Райерсон, конечно, не пошел на скоропалительно созванный новой дурочкой meeting. Еще не хватало. До чего же похожи все свежевознесенные менеджеры, зла на них нет, их невозможно даже более-менее всерьез презирать. Ни уха ни рыла не понимая в сложной механике власти, они свято уверены в единственности и всесильности своей линии подчинения; на самом-то деле вспомогательной, если начать разбираться. Выставленное напоказ никогда ничего не решает, и в тряпочном тельце каждого Панча шевелится рука, уходящая куда-то в темноту.
Райерсон знал в какую. Еще в Норфолке, подписывая бумаги, согласно которым душа, дух и тело молодого лейтенанта морской пехоты отныне и навсегда принадлежат Разведывательному Управлению US Navy, Марк Райерсон понял простую вещь: власть — не длинный лимузин, везущий на инаугурацию очередную мартышку, заботливо выращенную по традиционной схеме. Все это мишура, путь из питомника через клоунские курсы на сцену ярмарочного вертепа. Йель или Гарвард под присмотром кураторов из потешно-романтических «фи-бета-капп» и «черепов с костями», где чокнувшиеся на клоунских традициях идиоты взращивают в прыщавой «элите» невероятное самомнение — попутно приучая к истинно аристократическим способам ублажения плоти; затем проверка на вшивость в должности какого-нибудь окружного прокурора; конгресс, где мартышка учится петь гимн и врать, не отводя глаз; сенат, где мартышке дают «спереть» первый банан, наблюдая за реакцией, — и оставляют просто сенатором или берут в игру навсегда. Потом откуда-то из темноты приходит команда — вон ту, с красным задом; и, извольте видеть, свободный народ «выбирает» себе очередного Панча… С Моникой вместо Джуди, — ухмыльнулся Райерсон, припоминая поросшую мхом историю, случившуюся с одним из Панчей во времена, когда он был еще сопливым кадетом.

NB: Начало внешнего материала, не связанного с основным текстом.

//! Registries: the authoritative sources of port recipes.
//!
//! Five backends share one contract; [`set::RegistrySet`] routes port names
//! to them through package patterns.

pub mod builtin;
pub mod filesystem;
pub mod git;
pub mod set;

use std::path::{Path, PathBuf};
use std::rc::Rc;

pub use builtin::{BuiltinErrorRegistry, BuiltinFilesRegistry, BuiltinGitRegistry};
pub use filesystem::FilesystemRegistry;
pub use git::GitRegistry;
pub use set::{package_pattern_match, Registry, RegistrySet};

use crate::context::AppContext;
use crate::error::{QuayError, QuayResult};
use crate::fs::Filesystem;
use crate::recipe::{is_valid_port_name, PathAndLocation};
use crate::version::baseline::{load_baseline_versions, Baseline};
use crate::version::db::{load_versions_file, Locator, VersionDbType};
use crate::version::{SchemedVersion, Version, VersionSpec};

pub const BUILTIN_FILES_KIND: &str = "builtin-files";
pub const BUILTIN_GIT_KIND: &str = "builtin-git";
pub const BUILTIN_ERROR_KIND: &str = "builtin-error";
pub const GIT_KIND: &str = "git";
pub const FILESYSTEM_KIND: &str = "filesystem";

/// Upstream of the builtin port collection.
pub const BUILTIN_REGISTRY_GIT_URL: &str = "https://github.com/Microsoft/vcpkg";

/// Name of the version database directory inside a registry.
pub(crate) const REGISTRY_VERSIONS_DIR: &str = "versions";

/// The contract every registry backend implements.
pub trait RegistryImplementation {
    fn kind(&self) -> &'static str;

    /// The on-disk recipe directory for `(name, version)`, or `None` when
    /// this registry has no such port version.
    fn get_port(&self, spec: &VersionSpec) -> QuayResult<Option<PathAndLocation>>;

    /// Every version this registry knows for the port, in database order.
    fn get_all_port_versions(&self, port_name: &str) -> QuayResult<Option<Vec<Version>>>;

    /// The version this registry's baseline pins the port to.
    fn get_baseline_version(&self, port_name: &str) -> QuayResult<Option<Version>>;

    /// Append every port name this registry can serve. May touch the
    /// network.
    fn append_all_port_names(&self, out: &mut Vec<String>) -> QuayResult<()>;

    /// Like [`append_all_port_names`](Self::append_all_port_names) but never
    /// touching the network. Returns `false` when an exhaustive enumeration
    /// would require it; nothing is appended in that case.
    fn try_append_all_port_names_no_network(&self, out: &mut Vec<String>) -> QuayResult<bool>;
}

/// The builtin registry in the flavor the configuration asks for.
///
/// With a baseline, versions come from the builtin tree's own git database
/// (or, when `versions_via_git` is set, from the upstream registry treated
/// as a remote). Without a baseline, ports are read straight from the
/// `ports/` tree, unless `versions_via_git` demands a baseline, in which
/// case every operation fails.
pub fn make_builtin_registry(
    ctx: &Rc<AppContext>,
    baseline: Option<String>,
    versions_via_git: bool,
) -> Box<dyn RegistryImplementation> {
    match (baseline, versions_via_git) {
        (Some(baseline), true) => Box::new(GitRegistry::new(
            ctx.clone(),
            BUILTIN_REGISTRY_GIT_URL.to_string(),
            "HEAD".to_string(),
            baseline,
        )),
        (Some(baseline), false) => Box::new(BuiltinGitRegistry::new(ctx.clone(), baseline)),
        (None, true) => Box::new(BuiltinErrorRegistry),
        (None, false) => Box::new(BuiltinFilesRegistry::new(ctx.clone())),
    }
}

pub fn make_git_registry(
    ctx: &Rc<AppContext>,
    repo: String,
    reference: String,
    baseline: String,
) -> Box<dyn RegistryImplementation> {
    Box::new(GitRegistry::new(ctx.clone(), repo, reference, baseline))
}

pub fn make_filesystem_registry(
    ctx: &Rc<AppContext>,
    path: PathBuf,
    baseline: String,
) -> Box<dyn RegistryImplementation> {
    Box::new(FilesystemRegistry::new(ctx.clone(), path, baseline))
}

/// Append the port names present in a registry's version database
/// directory: every `<x>-/<name>.json` contributes `<name>`.
///
/// Files that are not `.json` at all are ignored, but a wrong-case
/// extension or a filename that is not a valid port name is an error.
pub(crate) fn load_all_port_names_from_registry_versions(
    out: &mut Vec<String>,
    fs: &dyn Filesystem,
    port_versions_path: &Path,
) -> QuayResult<()> {
    for super_directory in fs.get_directories_non_recursive(port_versions_path)? {
        for file in fs.get_regular_files_non_recursive(&super_directory)? {
            let Some(filename) = file.file_name().and_then(|f| f.to_str()) else {
                continue;
            };
            if !filename.to_ascii_lowercase().ends_with(".json") {
                continue;
            }
            let Some(port_name) = filename.strip_suffix(".json") else {
                return Err(QuayError::JsonFileMissingExtension { path: file });
            };
            if !is_valid_port_name(port_name) {
                return Err(QuayError::InvalidPortVersionFileName { path: file });
            }
            out.push(port_name.to_string());
        }
    }
    Ok(())
}

/// Versions known to the builtin registry's database for `port_name`, with
/// their git trees. Used by the update and upgrade pipelines.
pub fn get_builtin_versions(
    ctx: &AppContext,
    port_name: &str,
) -> QuayResult<Option<Vec<(SchemedVersion, String)>>> {
    let entries = load_versions_file(
        ctx.fs(),
        VersionDbType::Git,
        &ctx.builtin_registry_versions(),
        port_name,
    )?;
    Ok(entries.map(|entries| {
        entries
            .into_iter()
            .filter_map(|entry| match entry.locator {
                Locator::GitTree(tree) => Some((
                    SchemedVersion {
                        scheme: entry.scheme,
                        version: entry.version,
                    },
                    tree,
                )),
                Locator::Filesystem(_) => None,
            })
            .collect()
    }))
}

/// The builtin registry's `default` baseline; missing files or a missing
/// `default` key are errors here.
pub fn get_builtin_baseline(ctx: &AppContext) -> QuayResult<Baseline> {
    let baseline_path = ctx.builtin_registry_versions().join("baseline.json");
    let loaded = load_baseline_versions(ctx.fs(), &baseline_path, "")?;
    loaded.ok_or_else(|| QuayError::BaselineMissingDefault {
        origin: baseline_path.display().to_string(),
    })
}
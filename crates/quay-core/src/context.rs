//! Application context for unified dependency injection.
//!
//! Owns the shared collaborators (filesystem, git backend, recipe parser,
//! metrics, lock file) and the well-known paths. Hosts create this once and
//! hand it to the registry and provider layers.

use std::cell::RefCell;
use std::path::{Path, PathBuf};
use std::rc::Rc;

use crate::error::QuayResult;
use crate::fs::Filesystem;
use crate::git::GitBackend;
use crate::lockfile::LockFile;
use crate::metrics::Metrics;
use crate::recipe::RecipeParser;

pub struct AppContext {
    /// Root of the builtin registry checkout (`ports/`, `versions/`, `.git`).
    root: PathBuf,
    cache_dir: PathBuf,
    /// Overlay paths are resolved against the directory the host started in.
    original_cwd: PathBuf,
    fs: Rc<dyn Filesystem>,
    git: Rc<dyn GitBackend>,
    parser: Rc<dyn RecipeParser>,
    metrics: Rc<Metrics>,
    lockfile: RefCell<LockFile>,
}

impl AppContext {
    pub fn new(
        root: PathBuf,
        cache_dir: PathBuf,
        original_cwd: PathBuf,
        fs: Rc<dyn Filesystem>,
        git: Rc<dyn GitBackend>,
        parser: Rc<dyn RecipeParser>,
    ) -> Self {
        Self {
            root,
            cache_dir,
            original_cwd,
            fs,
            git,
            parser,
            metrics: Rc::new(Metrics::default()),
            lockfile: RefCell::new(LockFile::default()),
        }
    }

    /// The per-user cache directory for quay, if the platform has one.
    pub fn default_cache_dir() -> Option<PathBuf> {
        dirs::cache_dir().map(|p| p.join("quay"))
    }

    pub fn root(&self) -> &Path {
        &self.root
    }

    pub fn original_cwd(&self) -> &Path {
        &self.original_cwd
    }

    pub fn fs(&self) -> &dyn Filesystem {
        self.fs.as_ref()
    }

    pub fn git(&self) -> &dyn GitBackend {
        self.git.as_ref()
    }

    pub fn parser(&self) -> &dyn RecipeParser {
        self.parser.as_ref()
    }

    pub fn metrics(&self) -> &Metrics {
        self.metrics.as_ref()
    }

    pub fn lockfile(&self) -> &RefCell<LockFile> {
        &self.lockfile
    }

    pub fn builtin_ports_directory(&self) -> PathBuf {
        self.root.join("ports")
    }

    pub fn builtin_registry_versions(&self) -> PathBuf {
        self.root.join("versions")
    }

    pub fn root_dot_git(&self) -> PathBuf {
        self.root.join(".git")
    }

    /// Materialized baseline files: `<cache>/baselines/<sha>/baseline.json`.
    pub fn baselines_output(&self) -> PathBuf {
        self.cache_dir.join("baselines")
    }

    pub fn lockfile_path(&self) -> PathBuf {
        self.cache_dir.join("quay-lock.json")
    }

    /// Replace the in-memory lock file with the persisted one.
    pub fn load_lockfile(&self) -> QuayResult<()> {
        let loaded = LockFile::load(self.fs(), &self.lockfile_path())?;
        *self.lockfile.borrow_mut() = loaded;
        Ok(())
    }

    /// Persist the lock file iff it changed this process.
    pub fn persist_lockfile(&self) -> QuayResult<()> {
        self.lockfile
            .borrow()
            .save_if_modified(self.fs(), &self.lockfile_path())
    }
}
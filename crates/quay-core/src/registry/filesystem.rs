//! Local filesystem registries.
//!
//! A filesystem registry is a directory with a `versions/` database whose
//! locators are `$/…` paths under the registry root. Recipes are used in
//! place, so the location string is empty.

use std::path::PathBuf;
use std::rc::Rc;

use crate::cache::{Cache, CacheSingle};
use crate::context::AppContext;
use crate::error::QuayResult;
use crate::recipe::PathAndLocation;
use crate::registry::{
    load_all_port_names_from_registry_versions, RegistryImplementation, FILESYSTEM_KIND,
    REGISTRY_VERSIONS_DIR,
};
use crate::version::baseline::{load_baseline_versions, Baseline};
use crate::version::db::{load_versions_file, PortVersionDb, VersionDbType};
use crate::version::{Version, VersionSpec};

pub struct FilesystemRegistry {
    ctx: Rc<AppContext>,
    path: PathBuf,
    baseline_identifier: String,
    baseline: CacheSingle<QuayResult<Option<Rc<Baseline>>>>,
    entries: Cache<String, QuayResult<Option<Rc<PortVersionDb>>>>,
}

impl FilesystemRegistry {
    pub fn new(ctx: Rc<AppContext>, path: PathBuf, baseline_identifier: String) -> Self {
        Self {
            ctx,
            path,
            baseline_identifier,
            baseline: CacheSingle::new(),
            entries: Cache::new(),
        }
    }

    fn get_entry(&self, port_name: &str) -> QuayResult<Option<Rc<PortVersionDb>>> {
        self.entries.get_lazy(port_name, || {
            let entries = load_versions_file(
                self.ctx.fs(),
                VersionDbType::Filesystem {
                    registry_root: &self.path,
                },
                &self.path.join(REGISTRY_VERSIONS_DIR),
                port_name,
            )?;
            Ok(entries.map(|entries| Rc::new(PortVersionDb::new(entries))))
        })
    }

    fn load_baseline(&self) -> QuayResult<Option<Rc<Baseline>>> {
        let baseline_path = self
            .path
            .join(REGISTRY_VERSIONS_DIR)
            .join("baseline.json");
        let loaded =
            load_baseline_versions(self.ctx.fs(), &baseline_path, &self.baseline_identifier)?;
        Ok(loaded.map(Rc::new))
    }
}

impl RegistryImplementation for FilesystemRegistry {
    fn kind(&self) -> &'static str {
        FILESYSTEM_KIND
    }

    fn get_port(&self, spec: &VersionSpec) -> QuayResult<Option<PathAndLocation>> {
        let Some(entry) = self.get_entry(&spec.port_name)? else {
            return Ok(None);
        };
        let Some(path) = entry.try_get_path(&spec.version) else {
            return Ok(None);
        };
        Ok(Some(PathAndLocation {
            path: path.to_path_buf(),
            location: String::new(),
        }))
    }

    fn get_all_port_versions(&self, port_name: &str) -> QuayResult<Option<Vec<Version>>> {
        Ok(self
            .get_entry(port_name)?
            .map(|entry| entry.versions().to_vec()))
    }

    fn get_baseline_version(&self, port_name: &str) -> QuayResult<Option<Version>> {
        let baseline = self.baseline.get_lazy(|| self.load_baseline()).clone()?;
        Ok(baseline.and_then(|b| b.get(port_name).cloned()))
    }

    fn append_all_port_names(&self, out: &mut Vec<String>) -> QuayResult<()> {
        load_all_port_names_from_registry_versions(
            out,
            self.ctx.fs(),
            &self.path.join(REGISTRY_VERSIONS_DIR),
        )
    }

    fn try_append_all_port_names_no_network(&self, out: &mut Vec<String>) -> QuayResult<bool> {
        self.append_all_port_names(out)?;
        Ok(true)
    }
}
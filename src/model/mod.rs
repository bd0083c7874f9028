//! Core data model for track downloads.
//!
//! Everything here is constructed by external collaborators (catalog resolution,
//! CLI manifest parsing) and consumed read-only by the download pipeline. The
//! one exception is [`ProcessingResult`], which the pipeline produces.

use std::fmt;
use std::path::PathBuf;

use serde::{Deserialize, Serialize};

/// Ranked audio fidelity tier.
///
/// The single canonical ranking table: `rank()` is the only place quality
/// tiers are compared, and every provider string spelling normalizes into
/// these four variants on deserialization.
#[derive(Debug, Clone, Copy, PartialEq, Eq, Hash, Serialize, Deserialize)]
pub enum Quality {
    /// ~96 kbps lossy.
    #[serde(rename = "LOW", alias = "LOW_96K")]
    Low96,
    /// ~320 kbps lossy.
    #[serde(rename = "HIGH", alias = "LOW_320K")]
    Low320,
    /// CD-quality lossless.
    #[serde(rename = "LOSSLESS")]
    Lossless,
    /// Above-CD-resolution lossless.
    #[serde(rename = "HI_RES_LOSSLESS", alias = "HI_RES")]
    HiResLossless,
}

impl Quality {
    /// Total order used for upgrade decisions: a track is re-downloaded only
    /// when the newly available rank strictly exceeds the stored one.
    #[must_use]
    pub fn rank(self) -> u8 {
        match self {
            Self::Low96 => 0,
            Self::Low320 => 1,
            Self::Lossless => 2,
            Self::HiResLossless => 3,
        }
    }

    /// Canonical provider spelling, used for persistence.
    #[must_use]
    pub fn as_str(self) -> &'static str {
        match self {
            Self::Low96 => "LOW",
            Self::Low320 => "HIGH",
            Self::Lossless => "LOSSLESS",
            Self::HiResLossless => "HI_RES_LOSSLESS",
        }
    }

    /// Parses a stored or provider quality string.
    #[must_use]
    pub fn parse(value: &str) -> Option<Self> {
        match value.trim().to_ascii_uppercase().as_str() {
            "LOW" | "LOW_96K" => Some(Self::Low96),
            "HIGH" | "LOW_320K" => Some(Self::Low320),
            "LOSSLESS" => Some(Self::Lossless),
            "HI_RES_LOSSLESS" | "HI_RES" => Some(Self::HiResLossless),
            _ => None,
        }
    }
}

impl fmt::Display for Quality {
    fn fmt(&self, f: &mut fmt::Formatter<'_>) -> fmt::Result {
        f.write_str(self.as_str())
    }
}

/// Resolved fetch instructions for one track, produced by the catalog
/// collaborator.
///
/// `urls` is never empty: one URL means a single-file download, more than one
/// means a segmented stream reassembled by ascending segment index.
#[derive(Debug, Clone, Serialize, Deserialize)]
pub struct StreamDescriptor {
    /// Ordered fetch locations.
    pub urls: Vec<String>,
    /// Whether segment payloads are encrypted with a per-track token.
    #[serde(default)]
    pub is_encrypted: bool,
    /// Opaque security token; present only when `is_encrypted`.
    #[serde(default)]
    pub encryption_token: Option<String>,
    /// Container extension asserted by the manifest (without leading dot).
    /// Authoritative for naming.
    pub declared_extension: String,
    /// Independently computed extension from quality/codec hints. Used only
    /// as a cross-check diagnostic, never as ground truth.
    pub predicted_extension: String,
    /// True when the manifest indicates a codec misboxed in a container that
    /// cannot carry rich tags for it (lossless stream in a generic MP4 box).
    #[serde(default)]
    pub needs_codec_extraction: bool,
    /// Quality tier this descriptor was resolved at.
    pub quality: Quality,
}

impl StreamDescriptor {
    /// Whether this descriptor represents a segmented (DASH-style) stream.
    #[must_use]
    pub fn is_segmented(&self) -> bool {
        self.urls.len() > 1
    }
}

/// Caller-supplied tag data for the finished file. Read-only to the pipeline.
#[derive(Debug, Clone, Default, Serialize, Deserialize)]
pub struct AudioIdentity {
    pub title: String,
    pub artists: Vec<String>,
    #[serde(default)]
    pub album: String,
    #[serde(default)]
    pub isrc: String,
    /// Track length in seconds.
    #[serde(default)]
    pub duration_secs: u32,
    /// Full release date (`YYYY-MM-DD`) when known.
    #[serde(default)]
    pub release_date: Option<String>,
    #[serde(default)]
    pub release_year: Option<u32>,
    /// Raw cover image bytes; format detected from magic bytes at embed time.
    #[serde(default, skip_serializing_if = "Option::is_none")]
    pub cover: Option<Vec<u8>>,
    /// Beats per minute, when the catalog supplies it.
    #[serde(default)]
    pub bpm: Option<u16>,
}

impl AudioIdentity {
    /// All artists joined with the tag separator used across formats.
    #[must_use]
    pub fn joined_artists(&self) -> String {
        self.artists.join("; ")
    }

    /// Filesystem-safe `Artist - Title` stem for the destination file.
    #[must_use]
    pub fn safe_name(&self) -> String {
        let artist = self.artists.first().map_or("Unknown Artist", String::as_str);
        format!("{artist} - {}", self.title)
            .replace(['/', '\\'], "_")
            .trim()
            .to_string()
    }
}

/// One unit of work for the batch layer: a track identifier plus the identity
/// to stamp on the finished file and the quality tier to request.
#[derive(Debug, Clone, Serialize, Deserialize)]
pub struct TrackRequest {
    pub track_id: String,
    pub identity: AudioIdentity,
    pub quality: Quality,
}

/// Classified cause of a failed track, one per [`ProcessingResult`].
#[derive(Debug, Clone, Copy, PartialEq, Eq)]
pub enum FailureKind {
    /// Stream resolution yielded nothing in any quality.
    Unavailable,
    /// Fetch failures that exhausted the retry bound.
    Network,
    /// Bad token or key material.
    Crypto,
    /// Missing or corrupt segments.
    Assembly,
    /// Container rewrap produced no output.
    Extraction,
    /// Relocation into the destination failed.
    Finalize,
    /// Abort signal observed.
    Cancelled,
    /// Could not allocate the per-track scratch directory.
    Workspace,
}

/// Terminal per-track outcome returned to the batch layer.
#[derive(Debug, Clone)]
pub struct ProcessingResult {
    pub success: bool,
    pub final_path: Option<PathBuf>,
    pub failure: Option<FailureKind>,
}

impl ProcessingResult {
    /// A finished (or skippable) track.
    #[must_use]
    pub fn ok(final_path: Option<PathBuf>) -> Self {
        Self {
            success: true,
            final_path,
            failure: None,
        }
    }

    /// A failed track with its classified cause.
    #[must_use]
    pub fn failed(kind: FailureKind) -> Self {
        Self {
            success: false,
            final_path: None,
            failure: Some(kind),
        }
    }
}
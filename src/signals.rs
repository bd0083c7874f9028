//! Process-wide abort and pause signalling.
//!
//! The library never installs OS signal handlers itself: the composition root
//! (the binary) owns a [`ControlSignals`] handle, spawns a watcher task that
//! trips `stop()` on termination signals, and passes clones into every
//! component that suspends on I/O. Abort is edge-triggered and permanent;
//! pause blocks fetch attempts without discarding work and can be cleared.

use std::sync::Arc;

use tokio::sync::watch;
use tracing::info;

/// Cloneable abort/pause handle shared across all download tasks.
#[derive(Debug, Clone)]
pub struct ControlSignals {
    inner: Arc<Inner>,
}

#[derive(Debug)]
struct Inner {
    abort: watch::Sender<bool>,
    pause: watch::Sender<bool>,
}

impl Default for ControlSignals {
    fn default() -> Self {
        Self::new()
    }
}

impl ControlSignals {
    /// Creates a handle with neither abort nor pause set.
    #[must_use]
    pub fn new() -> Self {
        let (abort, _) = watch::channel(false);
        let (pause, _) = watch::channel(false);
        Self {
            inner: Arc::new(Inner { abort, pause }),
        }
    }

    /// Sets the abort signal. Irreversible; also clears pause so that tasks
    /// blocked in [`wait_if_paused`](Self::wait_if_paused) can observe it.
    pub fn stop(&self) {
        info!("abort signal set, downloads stopping");
        self.inner.pause.send_replace(false);
        self.inner.abort.send_replace(true);
    }

    /// Whether abort has been requested.
    #[must_use]
    pub fn is_aborted(&self) -> bool {
        *self.inner.abort.borrow()
    }

    /// Blocks new fetch attempts until [`resume`](Self::resume) is called.
    pub fn pause(&self) {
        info!("downloads paused");
        self.inner.pause.send_replace(true);
    }

    /// Clears the pause signal.
    pub fn resume(&self) {
        info!("downloads resumed");
        self.inner.pause.send_replace(false);
    }

    /// Whether pause is currently set.
    #[must_use]
    pub fn is_paused(&self) -> bool {
        *self.inner.pause.borrow()
    }

    /// Resolves once abort is set. Never resolves otherwise.
    pub async fn cancelled(&self) {
        let mut rx = self.inner.abort.subscribe();
        while !*rx.borrow_and_update() {
            if rx.changed().await.is_err() {
                return;
            }
        }
    }

    /// Waits while pause is set. Returns immediately when not paused; an
    /// abort during the wait also releases the caller (which must then check
    /// [`is_aborted`](Self::is_aborted)).
    pub async fn wait_if_paused(&self) {
        let mut rx = self.inner.pause.subscribe();
        while *rx.borrow_and_update() {
            if self.is_aborted() || rx.changed().await.is_err() {
                return;
            }
        }
    }
}
//! Container and codec inspection via `ffprobe`.

use std::path::Path;
use std::time::Duration;

use serde::Deserialize;
use tokio::process::Command;
use tracing::{debug, warn};

/// ffprobe invocations are bounded so a hung binary cannot stall a track.
const PROBE_TIMEOUT: Duration = Duration::from_secs(10);

/// Codecs the upstream catalog is known to serve.
pub const EXPECTED_CODECS: &[&str] = &["aac", "flac", "alac"];

/// What `ffprobe` reported about a file. Fields are empty when probing
/// failed or the tool is not installed.
#[derive(Debug, Clone, Default, PartialEq, Eq)]
pub struct ProbeReport {
    /// First audio stream codec, lowercased (e.g. `flac`, `aac`).
    pub codec: String,
    /// Container format name, lowercased (e.g. `mov,mp4,m4a,3gp,3g2,mj2`).
    pub container: String,
}

impl ProbeReport {
    /// True when the codec is one the pipeline knows how to handle.
    #[must_use]
    pub fn codec_is_expected(&self) -> bool {
        EXPECTED_CODECS.contains(&self.codec.as_str())
    }
}

#[derive(Debug, Deserialize)]
struct FfprobeOutput {
    #[serde(default)]
    streams: Vec<FfprobeStream>,
    #[serde(default)]
    format: Option<FfprobeFormat>,
}

#[derive(Debug, Deserialize)]
struct FfprobeStream {
    codec_name: Option<String>,
}

#[derive(Debug, Deserialize)]
struct FfprobeFormat {
    format_name: Option<String>,
}

/// Inspects `path` with `ffprobe`.
///
/// Probing is advisory: any failure (missing binary, timeout, non-zero
/// exit, unparseable JSON) is logged and produces an empty report rather
/// than failing the track.
pub async fn probe(path: &Path) -> ProbeReport {
    let invocation = Command::new("ffprobe")
        .args([
            "-v",
            "quiet",
            "-show_entries",
            "format=format_name:stream=codec_name",
            "-of",
            "json",
        ])
        .arg(path)
        .output();

    let output = match tokio::time::timeout(PROBE_TIMEOUT, invocation).await {
        Ok(Ok(output)) => output,
        Ok(Err(error)) => {
            warn!(error = %error, "ffprobe unavailable, skipping inspection");
            return ProbeReport::default();
        }
        Err(_) => {
            warn!(path = %path.display(), "ffprobe timed out");
            return ProbeReport::default();
        }
    };

    if !output.status.success() {
        warn!(path = %path.display(), status = ?output.status.code(), "ffprobe failed");
        return ProbeReport::default();
    }

    match serde_json::from_slice::<FfprobeOutput>(&output.stdout) {
        Ok(parsed) => {
            let report = ProbeReport {
                codec: parsed
                    .streams
                    .first()
                    .and_then(|s| s.codec_name.as_deref())
                    .unwrap_or_default()
                    .to_lowercase(),
                container: parsed
                    .format
                    .and_then(|f| f.format_name)
                    .unwrap_or_default()
                    .to_lowercase(),
            };
            debug!(codec = %report.codec, container = %report.container, "probed file");
            report
        }
        Err(error) => {
            warn!(error = %error, "ffprobe output was not valid JSON");
            ProbeReport::default()
        }
    }
}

Выйдя из кабинета, Райерсон направился к стоянке и вскоре несся на огромном черном «юконе» по единственной чистой от снега трассе, пронизывающей огромную лесистую территорию русского химзавода.
У него есть должок. Даже не «должок», а Долг.
Власть, впуская тебя в свои истинные коридоры, скромные и тихие, над которыми двести футов гранита с сонной базой вокруг шахты подъемника, умеет дать понять, что такое Долг. И не просто дает понять, а заставляет впитать это понимание до полного растворения и не отстает даже тогда, когда становится окончательно ясно: человек стал еще одним крошечным бугорком на огромной всемогущей опухоли, лишь поверху покрытой тонким слоем страны — с домами, дорогами и толпами в супермаркетах. Любой, ставший бугорком на этом великом целом, никогда уже не предпочтет мишуру истинному. Власть платит своим очень щедро — собой, так никогда не сможет заплатить ни один другой работодатель, и Людям Власти смешно смотреть на миллиардеров, обгоняющих скромные черные доджи в претенциозных лаковых жестянках: селибритиз едут всего лишь из поместья в яхт-клуб, а скромные подполковники и доктора философии едут решать по-настоящему важные вопросы. Какие? Управлять миром. Мир управляется, вы не знали?